── Material to process

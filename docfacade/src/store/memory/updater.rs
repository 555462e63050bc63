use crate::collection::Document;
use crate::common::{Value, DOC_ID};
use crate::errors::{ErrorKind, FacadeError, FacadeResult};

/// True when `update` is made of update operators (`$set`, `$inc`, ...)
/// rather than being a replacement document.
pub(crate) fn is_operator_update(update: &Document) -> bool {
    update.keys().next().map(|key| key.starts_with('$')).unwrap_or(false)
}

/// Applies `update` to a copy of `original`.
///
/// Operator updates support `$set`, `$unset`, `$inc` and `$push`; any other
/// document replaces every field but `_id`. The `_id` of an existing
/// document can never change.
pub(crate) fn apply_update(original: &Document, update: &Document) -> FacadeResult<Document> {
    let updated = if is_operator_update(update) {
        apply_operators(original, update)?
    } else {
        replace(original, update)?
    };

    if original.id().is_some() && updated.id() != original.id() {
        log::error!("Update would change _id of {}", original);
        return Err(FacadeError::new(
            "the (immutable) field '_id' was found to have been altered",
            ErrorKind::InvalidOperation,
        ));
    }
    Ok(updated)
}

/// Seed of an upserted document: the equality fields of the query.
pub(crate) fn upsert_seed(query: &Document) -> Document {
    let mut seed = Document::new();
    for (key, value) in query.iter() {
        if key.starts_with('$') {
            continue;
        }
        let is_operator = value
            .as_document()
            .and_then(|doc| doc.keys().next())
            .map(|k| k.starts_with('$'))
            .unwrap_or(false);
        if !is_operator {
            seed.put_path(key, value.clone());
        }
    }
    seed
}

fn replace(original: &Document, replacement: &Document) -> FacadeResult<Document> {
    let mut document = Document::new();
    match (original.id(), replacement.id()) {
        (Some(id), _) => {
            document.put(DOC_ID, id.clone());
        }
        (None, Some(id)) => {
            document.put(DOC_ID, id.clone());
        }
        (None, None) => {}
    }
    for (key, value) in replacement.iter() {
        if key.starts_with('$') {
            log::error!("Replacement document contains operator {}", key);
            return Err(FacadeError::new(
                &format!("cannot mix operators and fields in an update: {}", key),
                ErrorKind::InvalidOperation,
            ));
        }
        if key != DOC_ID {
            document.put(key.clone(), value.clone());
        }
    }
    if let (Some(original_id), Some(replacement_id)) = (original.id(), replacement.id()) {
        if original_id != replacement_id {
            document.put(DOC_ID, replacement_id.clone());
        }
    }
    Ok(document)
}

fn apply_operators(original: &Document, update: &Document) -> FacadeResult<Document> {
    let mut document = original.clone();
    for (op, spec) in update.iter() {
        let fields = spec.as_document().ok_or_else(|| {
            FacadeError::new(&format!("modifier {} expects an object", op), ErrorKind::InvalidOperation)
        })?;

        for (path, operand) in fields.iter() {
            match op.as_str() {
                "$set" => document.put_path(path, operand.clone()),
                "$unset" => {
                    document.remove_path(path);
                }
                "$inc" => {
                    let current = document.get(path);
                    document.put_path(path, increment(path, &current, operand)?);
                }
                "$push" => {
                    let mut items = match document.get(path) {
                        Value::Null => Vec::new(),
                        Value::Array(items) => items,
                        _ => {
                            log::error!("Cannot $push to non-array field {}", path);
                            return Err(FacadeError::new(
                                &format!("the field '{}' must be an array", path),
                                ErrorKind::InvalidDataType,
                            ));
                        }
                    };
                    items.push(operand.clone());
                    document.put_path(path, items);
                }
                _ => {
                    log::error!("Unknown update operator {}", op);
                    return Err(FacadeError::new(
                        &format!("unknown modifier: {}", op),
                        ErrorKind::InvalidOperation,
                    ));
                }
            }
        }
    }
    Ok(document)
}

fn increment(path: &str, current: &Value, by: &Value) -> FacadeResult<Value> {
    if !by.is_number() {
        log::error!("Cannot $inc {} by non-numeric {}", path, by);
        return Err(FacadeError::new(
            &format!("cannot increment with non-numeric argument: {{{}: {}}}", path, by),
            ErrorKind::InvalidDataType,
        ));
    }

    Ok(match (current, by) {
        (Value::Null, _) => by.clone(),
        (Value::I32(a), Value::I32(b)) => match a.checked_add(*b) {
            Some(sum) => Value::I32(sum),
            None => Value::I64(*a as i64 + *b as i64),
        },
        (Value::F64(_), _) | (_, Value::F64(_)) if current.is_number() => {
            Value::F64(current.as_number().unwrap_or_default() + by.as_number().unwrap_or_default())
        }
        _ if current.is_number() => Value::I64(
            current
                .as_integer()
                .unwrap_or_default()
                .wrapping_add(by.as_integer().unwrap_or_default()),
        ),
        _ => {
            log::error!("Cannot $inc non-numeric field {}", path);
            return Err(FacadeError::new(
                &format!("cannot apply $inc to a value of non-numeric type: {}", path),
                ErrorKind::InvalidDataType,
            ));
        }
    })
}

────

> _Problem to work on_: The listing is to be retyped in full, exactly as shown.

> _Solution for this task_:
filename docfacade/src/store/memory/updater.rs
repository 555462e63050bc63
use crate::collection::Document;
use crate::common::{Value, DOC_ID};
use crate::errors::{ErrorKind, FacadeError, FacadeResult};

/// True when `update` is made of update operators (`$set`, `$inc`, ...)
/// rather than being a replacement document.
pub(crate) fn is_operator_update(update: &Document) -> bool {
    update.keys().next().map(|key| key.starts_with('$')).unwrap_or(false)
}

/// Applies `update` to a copy of `original`.
///
/// Operator updates support `$set`, `$unset`, `$inc` and `$push`; any other
/// document replaces every field but `_id`. The `_id` of an existing
/// document can never change.
pub(crate) fn apply_update(original: &Document, update: &Document) -> FacadeResult<Document> {
    let updated = if is_operator_update(update) {
        apply_operators(original, update)?
    } else {
        replace(original, update)?
    };

    if original.id().is_some() && updated.id() != original.id() {
        log::error!("Update would change _id of {}", original);
        return Err(FacadeError::new(
            "the (immutable) field '_id' was found to have been altered",
            ErrorKind::InvalidOperation,
        ));
    }
    Ok(updated)
}

/// Seed of an upserted document: the equality fields of the query.
pub(crate) fn upsert_seed(query: &Document) -> Document {
    let mut seed = Document::new();
    for (key, value) in query.iter() {
        if key.starts_with('$') {
            continue;
        }
        let is_operator = value
            .as_document()
            .and_then(|doc| doc.keys().next())
            .map(|k| k.starts_with('$'))
            .unwrap_or(false);
        if !is_operator {
            seed.put_path(key, value.clone());
        }
    }
    seed
}

fn replace(original: &Document, replacement: &Document) -> FacadeResult<Document> {
    let mut document = Document::new();
    match (original.id(), replacement.id()) {
        (Some(id), _) => {
            document.put(DOC_ID, id.clone());
        }
        (None, Some(id)) => {
            document.put(DOC_ID, id.clone());
        }
        (None, None) => {}
    }
    for (key, value) in replacement.iter() {
        if key.starts_with('$') {
            log::error!("Replacement document contains operator {}", key);
            return Err(FacadeError::new(
                &format!("cannot mix operators and fields in an update: {}", key),
                ErrorKind::InvalidOperation,
            ));
        }
        if key != DOC_ID {
            document.put(key.clone(), value.clone());
        }
    }
    if let (Some(original_id), Some(replacement_id)) = (original.id(), replacement.id()) {
        if original_id != replacement_id {
            document.put(DOC_ID, replacement_id.clone());
        }
    }
    Ok(document)
}

fn apply_operators(original: &Document, update: &Document) -> FacadeResult<Document> {
    let mut document = original.clone();
    for (op, spec) in update.iter() {
        let fields = spec.as_document().ok_or_else(|| {
            FacadeError::new(&format!("modifier {} expects an object", op), ErrorKind::InvalidOperation)
        })?;

        for (path, operand) in fields.iter() {
            match op.as_str() {
                "$set" => document.put_path(path, operand.clone()),
                "$unset" => {
                    document.remove_path(path);
                }
                "$inc" => {
                    let current = document.get(path);
                    document.put_path(path, increment(path, &current, operand)?);
                }
                "$push" => {
                    let mut items = match document.get(path) {
                        Value::Null => Vec::new(),
                        Value::Array(items) => items,
                        _ => {
                            log::error!("Cannot $push to non-array field {}", path);
                            return Err(FacadeError::new(
                                &format!("the field '{}' must be an array", path),
                                ErrorKind::InvalidDataType,
                            ));
                        }
                    };
                    items.push(operand.clone());
                    document.put_path(path, items);
                }
                _ => {
                    log::error!("Unknown update operator {}", op);
                    return Err(FacadeError::new(
                        &format!("unknown modifier: {}", op),
                        ErrorKind::InvalidOperation,
                    ));
                }
            }
        }
    }
    Ok(document)
}

fn increment(path: &str, current: &Value, by: &Value) -> FacadeResult<Value> {
    if !by.is_number() {
        log::error!("Cannot $inc {} by non-numeric {}", path, by);
        return Err(FacadeError::new(
            &format!("cannot increment with non-numeric argument: {{{}: {}}}", path, by),
            ErrorKind::InvalidDataType,
        ));
    }

    Ok(match (current, by) {
        (Value::Null, _) => by.clone(),
        (Value::I32(a), Value::I32(b)) => match a.checked_add(*b) {
            Some(sum) => Value::I32(sum),
            None => Value::I64(*a as i64 + *b as i64),
        },
        (Value::F64(_), _) | (_, Value::F64(_)) if current.is_number() => {
            Value::F64(current.as_number().unwrap_or_default() + by.as_number().unwrap_or_default())
        }
        _ if current.is_number() => Value::I64(
            current
                .as_integer()
                .unwrap_or_default()
                .wrapping_add(by.as_integer().unwrap_or_default()),
        ),
        _ => {
            log::error!("Cannot $inc non-numeric field {}", path);
            return Err(FacadeError::new(
                &format!("cannot apply $inc to a value of non-numeric type: {}", path),
                ErrorKind::InvalidDataType,
            ));
        }
    })
}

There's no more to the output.